▶ Task statement
I would like you to restate each record word for word.
- - - - - - -
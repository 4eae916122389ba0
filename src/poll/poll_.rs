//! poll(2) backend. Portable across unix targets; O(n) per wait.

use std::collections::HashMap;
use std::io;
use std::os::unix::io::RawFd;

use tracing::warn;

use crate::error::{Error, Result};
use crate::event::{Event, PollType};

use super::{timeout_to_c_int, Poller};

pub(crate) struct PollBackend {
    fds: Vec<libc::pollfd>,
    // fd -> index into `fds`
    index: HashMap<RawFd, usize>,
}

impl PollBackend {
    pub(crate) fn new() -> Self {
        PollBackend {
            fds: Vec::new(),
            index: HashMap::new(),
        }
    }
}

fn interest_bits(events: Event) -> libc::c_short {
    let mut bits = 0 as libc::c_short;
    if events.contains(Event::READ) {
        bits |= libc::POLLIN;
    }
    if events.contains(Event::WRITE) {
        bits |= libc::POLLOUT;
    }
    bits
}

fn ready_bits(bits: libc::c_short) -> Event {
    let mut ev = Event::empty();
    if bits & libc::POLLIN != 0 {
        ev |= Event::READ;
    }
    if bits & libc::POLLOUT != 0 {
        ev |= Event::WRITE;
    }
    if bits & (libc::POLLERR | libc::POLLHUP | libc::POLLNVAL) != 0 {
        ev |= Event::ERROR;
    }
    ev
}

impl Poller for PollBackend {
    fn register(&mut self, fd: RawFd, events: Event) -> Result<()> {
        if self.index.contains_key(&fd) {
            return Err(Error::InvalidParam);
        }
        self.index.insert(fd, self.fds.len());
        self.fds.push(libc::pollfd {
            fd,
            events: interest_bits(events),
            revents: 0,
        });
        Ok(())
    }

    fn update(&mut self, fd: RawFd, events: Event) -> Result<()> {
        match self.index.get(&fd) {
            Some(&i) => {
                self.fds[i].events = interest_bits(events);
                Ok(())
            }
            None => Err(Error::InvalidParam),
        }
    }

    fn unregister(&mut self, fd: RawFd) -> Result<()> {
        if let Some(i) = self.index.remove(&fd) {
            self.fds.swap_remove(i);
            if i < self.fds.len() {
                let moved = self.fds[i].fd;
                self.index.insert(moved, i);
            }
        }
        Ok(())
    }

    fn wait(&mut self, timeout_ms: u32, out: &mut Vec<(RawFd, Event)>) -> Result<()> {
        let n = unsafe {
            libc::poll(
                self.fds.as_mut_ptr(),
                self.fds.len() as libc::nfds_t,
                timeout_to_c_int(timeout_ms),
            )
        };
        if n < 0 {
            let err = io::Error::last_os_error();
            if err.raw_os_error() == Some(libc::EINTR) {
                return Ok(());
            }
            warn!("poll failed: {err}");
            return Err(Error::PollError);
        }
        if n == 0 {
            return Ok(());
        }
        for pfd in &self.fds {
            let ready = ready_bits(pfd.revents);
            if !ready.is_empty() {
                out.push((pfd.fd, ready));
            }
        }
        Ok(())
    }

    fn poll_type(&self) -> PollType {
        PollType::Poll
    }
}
- - - - - - -
▶ Answer to the exercise
repository 4eae916122389ba0
filename src/poll/poll_.rs
//! poll(2) backend. Portable across unix targets; O(n) per wait.

use std::collections::HashMap;
use std::io;
use std::os::unix::io::RawFd;

use tracing::warn;

use crate::error::{Error, Result};
use crate::event::{Event, PollType};

use super::{timeout_to_c_int, Poller};

pub(crate) struct PollBackend {
    fds: Vec<libc::pollfd>,
    // fd -> index into `fds`
    index: HashMap<RawFd, usize>,
}

impl PollBackend {
    pub(crate) fn new() -> Self {
        PollBackend {
            fds: Vec::new(),
            index: HashMap::new(),
        }
    }
}

fn interest_bits(events: Event) -> libc::c_short {
    let mut bits = 0 as libc::c_short;
    if events.contains(Event::READ) {
        bits |= libc::POLLIN;
    }
    if events.contains(Event::WRITE) {
        bits |= libc::POLLOUT;
    }
    bits
}

fn ready_bits(bits: libc::c_short) -> Event {
    let mut ev = Event::empty();
    if bits & libc::POLLIN != 0 {
        ev |= Event::READ;
    }
    if bits & libc::POLLOUT != 0 {
        ev |= Event::WRITE;
    }
    if bits & (libc::POLLERR | libc::POLLHUP | libc::POLLNVAL) != 0 {
        ev |= Event::ERROR;
    }
    ev
}

impl Poller for PollBackend {
    fn register(&mut self, fd: RawFd, events: Event) -> Result<()> {
        if self.index.contains_key(&fd) {
            return Err(Error::InvalidParam);
        }
        self.index.insert(fd, self.fds.len());
        self.fds.push(libc::pollfd {
            fd,
            events: interest_bits(events),
            revents: 0,
        });
        Ok(())
    }

    fn update(&mut self, fd: RawFd, events: Event) -> Result<()> {
        match self.index.get(&fd) {
            Some(&i) => {
                self.fds[i].events = interest_bits(events);
                Ok(())
            }
            None => Err(Error::InvalidParam),
        }
    }

    fn unregister(&mut self, fd: RawFd) -> Result<()> {
        if let Some(i) = self.index.remove(&fd) {
            self.fds.swap_remove(i);
            if i < self.fds.len() {
                let moved = self.fds[i].fd;
                self.index.insert(moved, i);
            }
        }
        Ok(())
    }

    fn wait(&mut self, timeout_ms: u32, out: &mut Vec<(RawFd, Event)>) -> Result<()> {
        let n = unsafe {
            libc::poll(
                self.fds.as_mut_ptr(),
                self.fds.len() as libc::nfds_t,
                timeout_to_c_int(timeout_ms),
            )
        };
        if n < 0 {
            let err = io::Error::last_os_error();
            if err.raw_os_error() == Some(libc::EINTR) {
                return Ok(());
            }
            warn!("poll failed: {err}");
            return Err(Error::PollError);
        }
        if n == 0 {
            return Ok(());
        }
        for pfd in &self.fds {
            let ready = ready_bits(pfd.revents);
            if !ready.is_empty() {
                out.push((pfd.fd, ready));
            }
        }
        Ok(())
    }

    fn poll_type(&self) -> PollType {
        PollType::Poll
    }
}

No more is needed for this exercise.